Are you accepting new patients?
No, I am not taking new patients at this time (March 2018).
Where are you located?
The clinic is in the Mail Depot Building, at the intersection of Liberty Rd and Skyline Rd in South Salem. The address is 4744 Liberty Rd S, Suite 120, Salem, OR 97302.
How do I schedule an appointment?
Call me at 971-599-1002.
Do you take insurance?
Yes, I am in network for commercial plans for the following companies:
- Moda - Beacon, Connexus and Synergy networks only (NOT "CCN," or "Community Cares Network")
- Providence - I am in network with Providence, but please note my clinic is NOT a Providence-certified "medical home," so if you have the "Providence Choice" plan you will need to go to a Providence-certified medical home clinic.

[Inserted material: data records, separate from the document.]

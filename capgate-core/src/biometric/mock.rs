//! Deterministic platform authenticator for testing.

use std::cell::{Cell, RefCell};
use std::collections::VecDeque;

use futures::channel::oneshot;
use sha3::{Digest, Sha3_256};

use super::{CreationOptions, CredentialId, CredentialPlatform, RequestOptions};
use crate::error::PlatformError;
use crate::mock::{MockGate, UserActivation};
use crate::platform::PlatformCall;

/// What the next create/get call should do.
#[derive(Debug, Clone)]
pub enum MockAuthenticatorOutcome {
    /// Behave like a real authenticator whose user approved the prompt.
    Approve,
    Fail(PlatformError),
}

/// A call received by [`MockAuthenticator`].
#[derive(Debug, Clone, PartialEq, Eq)]
pub enum MockCredentialCall {
    Create(CreationOptions),
    Get(RequestOptions),
}

/// Platform authenticator double.
///
/// Credential ids are derived from the seed with SHA3, so the same seed always
/// produces the same sequence. `get` only succeeds for credentials this
/// authenticator created (or was seeded with), like a real one.
/// WARNING: Do not use in production.
pub struct MockAuthenticator {
    seed: u64,
    available: bool,
    outcomes: RefCell<VecDeque<MockAuthenticatorOutcome>>,
    calls: RefCell<Vec<MockCredentialCall>>,
    registered: RefCell<Vec<CredentialId>>,
    counter: Cell<u64>,
    gate: RefCell<Option<oneshot::Receiver<()>>>,
    activation: Option<UserActivation>,
}

impl MockAuthenticator {
    pub fn new(seed: u64) -> Self {
        Self {
            seed,
            available: true,
            outcomes: RefCell::new(VecDeque::new()),
            calls: RefCell::new(Vec::new()),
            registered: RefCell::new(Vec::new()),
            counter: Cell::new(0),
            gate: RefCell::new(None),
            activation: None,
        }
    }

    /// A browser without `PublicKeyCredential`.
    pub fn unavailable() -> Self {
        Self {
            available: false,
            ..Self::new(0)
        }
    }

    /// Authenticator that already holds `id`.
    pub fn with_credential(self, id: CredentialId) -> Self {
        self.registered.borrow_mut().push(id);
        self
    }

    /// Reject calls issued outside the user gesture held by `activation`.
    pub fn with_activation(mut self, activation: UserActivation) -> Self {
        self.activation = Some(activation);
        self
    }

    pub fn push_outcome(&self, outcome: MockAuthenticatorOutcome) {
        self.outcomes.borrow_mut().push_back(outcome);
    }

    /// Keep the next call pending until the returned gate is released.
    pub fn hold(&self) -> MockGate {
        let (gate, rx) = MockGate::pair();
        *self.gate.borrow_mut() = Some(rx);
        gate
    }

    pub fn calls(&self) -> Vec<MockCredentialCall> {
        self.calls.borrow().clone()
    }

    pub fn call_count(&self) -> usize {
        self.calls.borrow().len()
    }

    pub fn registered(&self) -> Vec<CredentialId> {
        self.registered.borrow().clone()
    }

    /// The id the next successful registration will produce.
    pub fn next_credential_id(&self) -> CredentialId {
        derive_credential_id(self.seed, self.counter.get())
    }

    fn next_outcome(&self) -> MockAuthenticatorOutcome {
        if let Some(activation) = &self.activation {
            if !activation.is_active() {
                return MockAuthenticatorOutcome::Fail(PlatformError::new(
                    "NotAllowedError",
                    "The request is not allowed by the user agent because there is no user activation.",
                ));
            }
        }
        self.outcomes
            .borrow_mut()
            .pop_front()
            .unwrap_or(MockAuthenticatorOutcome::Approve)
    }

    fn settle<T: 'static>(&self, result: Result<T, PlatformError>) -> PlatformCall<T> {
        let gate = self.gate.borrow_mut().take();
        let activation = self.activation.clone();
        Box::pin(async move {
            if let Some(gate) = gate {
                // A dropped gate releases the call as well.
                let _ = gate.await;
            }
            if let Some(activation) = activation {
                activation.expire();
            }
            result
        })
    }
}

impl CredentialPlatform for MockAuthenticator {
    fn is_available(&self) -> bool {
        self.available
    }

    fn create(&self, options: CreationOptions) -> PlatformCall<CredentialId> {
        self.calls
            .borrow_mut()
            .push(MockCredentialCall::Create(options));

        let result = match self.next_outcome() {
            MockAuthenticatorOutcome::Approve => {
                let id = self.next_credential_id();
                self.counter.set(self.counter.get() + 1);
                self.registered.borrow_mut().push(id.clone());
                Ok(id)
            }
            MockAuthenticatorOutcome::Fail(err) => Err(err),
        };
        self.settle(result)
    }

    fn get(&self, options: RequestOptions) -> PlatformCall<CredentialId> {
        let matching = {
            let registered = self.registered.borrow();
            options
                .allow_credentials
                .iter()
                .find(|id| registered.contains(id))
                .cloned()
        };
        self.calls.borrow_mut().push(MockCredentialCall::Get(options));

        let result = match self.next_outcome() {
            MockAuthenticatorOutcome::Approve => matching.ok_or_else(|| {
                PlatformError::new(
                    "NotAllowedError",
                    "No available authenticator recognized any of the allowed credentials.",
                )
            }),
            MockAuthenticatorOutcome::Fail(err) => Err(err),
        };
        self.settle(result)
    }
}

fn derive_credential_id(seed: u64, counter: u64) -> CredentialId {
    let mut hasher = Sha3_256::new();
    hasher.update(seed.to_le_bytes());
    hasher.update(b"capgate-mock-credential");
    hasher.update(counter.to_le_bytes());
    CredentialId::new(hasher.finalize().to_vec())
}

#[cfg(test)]
mod tests {
    use std::time::Duration;

    use super::*;
    use crate::biometric::{RelyingParty, UserVerification};

    fn request(allow: Vec<CredentialId>) -> RequestOptions {
        RequestOptions {
            challenge: vec![0; 32],
            rp_id: "localhost".into(),
            allow_credentials: allow,
            user_verification: UserVerification::Required,
            timeout: Duration::from_secs(60),
        }
    }

    #[test]
    fn test_credential_ids_are_deterministic() {
        let a = MockAuthenticator::new(42);
        let b = MockAuthenticator::new(42);
        let c = MockAuthenticator::new(43);

        assert_eq!(a.next_credential_id(), b.next_credential_id());
        assert_ne!(a.next_credential_id(), c.next_credential_id());
        assert_eq!(a.next_credential_id().as_bytes().len(), 32);
    }

    #[tokio::test]
    async fn test_get_requires_known_credential() {
        let known = CredentialId::new(vec![9; 16]);
        let auth = MockAuthenticator::new(1).with_credential(known.clone());

        assert_eq!(auth.get(request(vec![known.clone()])).await.unwrap(), known);

        let err = auth
            .get(request(vec![CredentialId::new(vec![1; 16])]))
            .await
            .unwrap_err();
        assert_eq!(err.name, "NotAllowedError");
    }

    #[tokio::test]
    async fn test_activation_required_at_issue_time() {
        let activation = UserActivation::new();
        let auth = MockAuthenticator::new(1)
            .with_credential(CredentialId::new(vec![9; 16]))
            .with_activation(activation.clone());

        let err = auth
            .get(request(vec![CredentialId::new(vec![9; 16])]))
            .await
            .unwrap_err();
        assert_eq!(err.name, "NotAllowedError");

        activation.grant();
        let call = auth.get(request(vec![CredentialId::new(vec![9; 16])]));
        assert!(call.await.is_ok());
        assert!(!activation.is_active(), "awaiting ends the gesture");
    }

    #[tokio::test]
    async fn test_records_calls() {
        let auth = MockAuthenticator::new(1);
        let options = CreationOptions {
            challenge: vec![1; 32],
            rp: RelyingParty::for_hostname("localhost", "Test"),
            user: crate::biometric::UserEntity {
                id: vec![2; 16],
                name: "u".into(),
                display_name: "U".into(),
            },
            algorithms: vec![-7],
            attachment: crate::biometric::AuthenticatorAttachment::Platform,
            resident_key: crate::biometric::ResidentKey::Preferred,
            user_verification: UserVerification::Required,
            timeout: Duration::from_secs(1),
        };

        let id = auth.create(options.clone()).await.unwrap();
        assert_eq!(auth.calls(), vec![MockCredentialCall::Create(options)]);
        assert_eq!(auth.registered(), vec![id]);
    }
}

- Blue Cross/Blue Shield (Regence)
- First Choice Health Network
- Atrio (commercial plans, not Medicare)
- Oregon Processors (William C. Earhart)
- Pacific Source
- United Health Care (commercial plans, not Medicare)
I do not currently accept Medicare, Oregon Health Plan, Tricare, or Aetna.
As a courtesy to my patients I will bill your primary insurance for you, but I do not bill secondary insurance. You will receive the paperwork to bill your secondary insurance company if applicable.
So if I don’t have insurance, or you don’t accept my insurance, will you still see me?
Yes. I accept cash, checks, or credit/debit cards (Visa, Mastercard, Discover, American Express).
I don’t live near Salem - are there doctors elsewhere doing this?
Yes! There are over 500 doctors in the country doing this type of model, sometimes called an “ideal medical practice." We all have our individual flavors, of course, but there are similarities in how we set up our practices. For a partial listing of similar clinics, see this map. If your doctor seems like an unhappy physician who wants more time with their patients, please share Dr. Pamela Wible's physician retreats with that doc. Pamela's retreat helped me pursue this dream.
A note on chronic pain...
Many people suffer from chronic pain, and our understanding of how best to manage chronic pain continues to evolve. We in the medical field have created a tremendous problem, in that we have over-prescribed narcotics (opiates) for chronic, non-malignant (non-cancer) pain in the past decade. More people die in the state of Oregon from prescription drugs than from car accidents. More and more studies are coming out that shed light on the harmful effects of being on narcotics in the long term, including their impact on mental health, sexual health, the endocrine and GI systems, among others. Plus, there are very few studies showing that chronic use of narcotics actually decreases pain levels! For these reasons and others, I do not prescribe chronic narcotics, with very rare exceptions.